Zambia declared its independence on the day of the closing ceremony of the 1964 Summer Olympics, thereby becoming the first country ever to have entered an Olympic games as one country, and left it as another. Zambia took part in the 2008 Summer Olympics in Beijing.
Football is the most popular sport in Zambia, and the Zambia national football team has had its triumphant moments in football history. At the Seoul Olympics of 1988, the national team defeated the Italian national team by a score of 4–0. Kalusha Bwalya, Zambia’s most celebrated football player and one of Africa’s greatest football players in history had a hat trick in that match.
However, to this day, many pundits say the greatest team Zambia has ever assembled was the one that perished on 28 April 1993 in a plane crash in Libreville, Gabon. Despite this, in 1996, Zambia was ranked 15th on the official FIFA World Football Team rankings, the highest attained by any southern African team. In 2012 Zambia won the African Cup of Nations for the first time after losing in the final twice. They beat Côte d’Ivoire 8–7 in a penalty shoot-out in the final, which was played in Libreville, just a few miles away from the plane crash 19 years previously.

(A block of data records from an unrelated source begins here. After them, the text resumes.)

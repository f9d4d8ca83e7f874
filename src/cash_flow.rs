//! Cumulative cash analysis ("death valley") and the 13-week cash forecast.

use crate::config::RUNWAY_UNBOUNDED_MONTHS;
use crate::error::{Result, ScenarioEngineError};
use crate::schema::{SimulationScenario, ThirteenWeekCashForecast, WorkingCapitalConfig};
use crate::utils::{quarter_label, safe_divide, week_label, week_start};
use chrono::NaiveDate;
use log::{debug, info};
use serde::{Deserialize, Serialize};

pub const FORECAST_WEEKS: u32 = 13;

#[derive(Debug, Clone, Copy, PartialEq, Eq, Serialize, Deserialize)]
#[serde(rename_all = "lowercase")]
pub enum PeriodGranularity {
    Week,
    Month,
    Quarter,
}

impl PeriodGranularity {
    pub fn months_per_period(&self) -> f64 {
        match self {
            PeriodGranularity::Week => 12.0 / 52.0,
            PeriodGranularity::Month => 1.0,
            PeriodGranularity::Quarter => 3.0,
        }
    }
}

#[derive(Debug, Clone, PartialEq, Serialize, Deserialize)]
#[serde(rename_all = "camelCase")]
pub struct CashPeriod {
    pub label: String,
    pub net_cash_flow: f64,
}

impl CashPeriod {
    pub fn new(label: impl Into<String>, net_cash_flow: f64) -> Self {
        Self {
            label: label.into(),
            net_cash_flow,
        }
    }
}

#[derive(Debug, Clone, PartialEq, Serialize, Deserialize)]
#[serde(rename_all = "camelCase")]
pub struct CapitalNeedResult {
    pub min_cumulative_cash: f64,
    /// Label of the period holding the lowest balance. `None` for an empty series.
    #[serde(rename = "criticalQuarter")]
    pub critical_period: Option<String>,
    pub runway_months: u32,
    pub required_investment: f64,
    pub self_sustaining: bool,
    pub year_end_balance: f64,
    pub burn_rate_monthly: f64,
}

impl CapitalNeedResult {
    fn neutral(starting_balance: f64) -> Self {
        Self {
            min_cumulative_cash: 0.0,
            critical_period: None,
            runway_months: RUNWAY_UNBOUNDED_MONTHS,
            required_investment: 0.0,
            self_sustaining: true,
            year_end_balance: starting_balance,
            burn_rate_monthly: 0.0,
        }
    }

    pub fn has_unbounded_runway(&self) -> bool {
        self.runway_months == RUNWAY_UNBOUNDED_MONTHS
    }
}

pub struct DeathValleyAnalyzer {
    granularity: PeriodGranularity,
}

impl DeathValleyAnalyzer {
    pub fn new(granularity: PeriodGranularity) -> Self {
        Self { granularity }
    }

    pub fn analyze(&self, periods: &[CashPeriod], starting_balance: f64) -> CapitalNeedResult {
        if periods.is_empty() {
            return CapitalNeedResult::neutral(starting_balance);
        }

        let cumulative = cumulative_balances(periods, starting_balance);

        // Strict comparison keeps the first index on ties.
        let mut min_idx = 0;
        for (idx, balance) in cumulative.iter().enumerate() {
            if *balance < cumulative[min_idx] {
                min_idx = idx;
            }
        }
        let min_cumulative_cash = cumulative[min_idx];
        let year_end_balance = cumulative[cumulative.len() - 1];

        let burns: Vec<f64> = periods
            .iter()
            .filter(|p| p.net_cash_flow < 0.0)
            .map(|p| -p.net_cash_flow)
            .collect();
        let average_burn = safe_divide(burns.iter().sum(), burns.len() as f64, 0.0);
        let burn_rate_monthly =
            safe_divide(average_burn, self.granularity.months_per_period(), 0.0);

        let runway_months = runway_months(year_end_balance, burn_rate_monthly);

        let result = CapitalNeedResult {
            min_cumulative_cash,
            critical_period: Some(periods[min_idx].label.clone()),
            runway_months,
            required_investment: (-min_cumulative_cash).max(0.0),
            self_sustaining: min_cumulative_cash >= 0.0,
            year_end_balance,
            burn_rate_monthly,
        };

        debug!(
            "Capital need over {} periods: min {:.2} at {:?}, runway {} months",
            periods.len(),
            result.min_cumulative_cash,
            result.critical_period,
            result.runway_months
        );

        result
    }
}

pub fn compute_capital_need(
    periods: &[CashPeriod],
    starting_balance: f64,
    granularity: PeriodGranularity,
) -> CapitalNeedResult {
    DeathValleyAnalyzer::new(granularity).analyze(periods, starting_balance)
}

/// Running balance after each period.
pub fn cumulative_balances(periods: &[CashPeriod], starting_balance: f64) -> Vec<f64> {
    periods
        .iter()
        .scan(starting_balance, |balance, period| {
            *balance += period.net_cash_flow;
            Some(*balance)
        })
        .collect()
}

fn runway_months(closing_balance: f64, burn_rate_monthly: f64) -> u32 {
    if burn_rate_monthly <= 0.0 {
        return RUNWAY_UNBOUNDED_MONTHS;
    }
    if closing_balance <= 0.0 {
        return 0;
    }
    let months = (closing_balance / burn_rate_monthly).floor();
    if months >= f64::from(RUNWAY_UNBOUNDED_MONTHS) {
        RUNWAY_UNBOUNDED_MONTHS
    } else {
        months as u32
    }
}

/// Inputs for a 13-week direct cash forecast.
///
/// Weekly revenue and expense vectors shorter than 13 weeks repeat their last
/// value. Activity before the horizon is assumed to run at the first week's level.
#[derive(Debug, Clone, PartialEq, Serialize, Deserialize)]
pub struct ThirteenWeekInputs {
    pub start_date: NaiveDate,
    pub opening_balance: f64,
    pub weekly_revenue: Vec<f64>,
    pub weekly_expenses: Vec<f64>,
    pub weekly_payroll: f64,
    pub weekly_debt_service: f64,
    pub working_capital: WorkingCapitalConfig,
}

pub fn build_thirteen_week_forecast(inputs: &ThirteenWeekInputs) -> Vec<ThirteenWeekCashForecast> {
    let first_monday = week_start(inputs.start_date);
    let collection_lag = lag_weeks(inputs.working_capital.ar_days);
    let payment_lag = lag_weeks(inputs.working_capital.ap_days);

    info!(
        "Building 13-week forecast from {} (collection lag {}w, payment lag {}w)",
        first_monday, collection_lag, payment_lag
    );

    let mut rows = Vec::with_capacity(FORECAST_WEEKS as usize);
    let mut opening_balance = inputs.opening_balance;

    for week in 1..=FORECAST_WEEKS {
        let idx = (week - 1) as i64;
        let ar_collections = lagged_value(&inputs.weekly_revenue, idx - collection_lag);
        let ap_payments = lagged_value(&inputs.weekly_expenses, idx - payment_lag);
        let payroll = inputs.weekly_payroll;
        let debt_service = inputs.weekly_debt_service;

        let net_cash_flow = ar_collections - ap_payments - payroll - debt_service;
        let closing_balance = opening_balance + net_cash_flow;

        rows.push(ThirteenWeekCashForecast {
            week,
            week_label: week_label(week, first_monday),
            opening_balance,
            ar_collections,
            ap_payments,
            payroll,
            debt_service,
            net_cash_flow,
            closing_balance,
        });

        opening_balance = closing_balance;
    }

    rows
}

/// Checks closing = opening + net within each week and opening = prior closing across weeks.
pub fn verify_forecast_continuity(rows: &[ThirteenWeekCashForecast], tolerance: f64) -> Result<()> {
    for (idx, row) in rows.iter().enumerate() {
        let expected_closing = row.opening_balance + row.net_cash_flow;
        if (expected_closing - row.closing_balance).abs() > tolerance {
            return Err(ScenarioEngineError::ForecastContinuityViolation {
                week: row.week,
                expected: expected_closing,
                found: row.closing_balance,
            });
        }

        if let Some(next) = rows.get(idx + 1) {
            if (next.opening_balance - row.closing_balance).abs() > tolerance {
                return Err(ScenarioEngineError::ForecastContinuityViolation {
                    week: next.week,
                    expected: row.closing_balance,
                    found: next.opening_balance,
                });
            }
        }
    }
    Ok(())
}

pub fn forecast_periods(rows: &[ThirteenWeekCashForecast]) -> Vec<CashPeriod> {
    rows.iter()
        .map(|row| CashPeriod::new(row.week_label.clone(), row.net_cash_flow))
        .collect()
}

/// Quarterly net cash of a scenario's target year: projected revenue less
/// projected expenses and investment outlays.
pub fn scenario_quarterly_periods(scenario: &SimulationScenario) -> Vec<CashPeriod> {
    (1..=4)
        .map(|quarter| {
            let revenue: f64 = scenario
                .revenues
                .iter()
                .map(|item| item.projected_in_quarter(quarter))
                .sum();
            let expenses: f64 = scenario
                .expenses
                .iter()
                .map(|item| item.projected_in_quarter(quarter))
                .sum();
            let investments: f64 = scenario
                .investments
                .iter()
                .map(|inv| match inv.quarter {
                    Some(q) if q == quarter => inv.amount,
                    Some(_) => 0.0,
                    None => inv.amount / 4.0,
                })
                .sum();

            CashPeriod::new(
                quarter_label(quarter, scenario.target_year),
                revenue - expenses - investments,
            )
        })
        .collect()
}

fn lag_weeks(days: i32) -> i64 {
    (i64::from(days.max(0)) + 6) / 7
}

fn lagged_value(values: &[f64], idx: i64) -> f64 {
    if values.is_empty() {
        return 0.0;
    }
    if idx < 0 {
        return values[0];
    }
    let idx = idx as usize;
    values.get(idx).copied().unwrap_or(values[values.len() - 1])
}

Rugby, boxing and cricket are also popular sports in Zambia. Notably, at one point in the early 2000s, the Australia and South Africa national rugby teams were captained by players born in the same Lusaka hospital, George Gregan and Corné Krige. Zambia boasts of having the highest rugby poles in the world, located at Luanshya Sports Complex in Luanshya town. Rugby in Zambia is a minor but growing sport. They are currently ranked 73rd by the International Rugby Board.Zambia used to play cricket as part of Rhodesia.
Zambia also produced the first African-American (Madalitso Muthiya) to play in the United States Golf Open, one of the four major golf tournaments.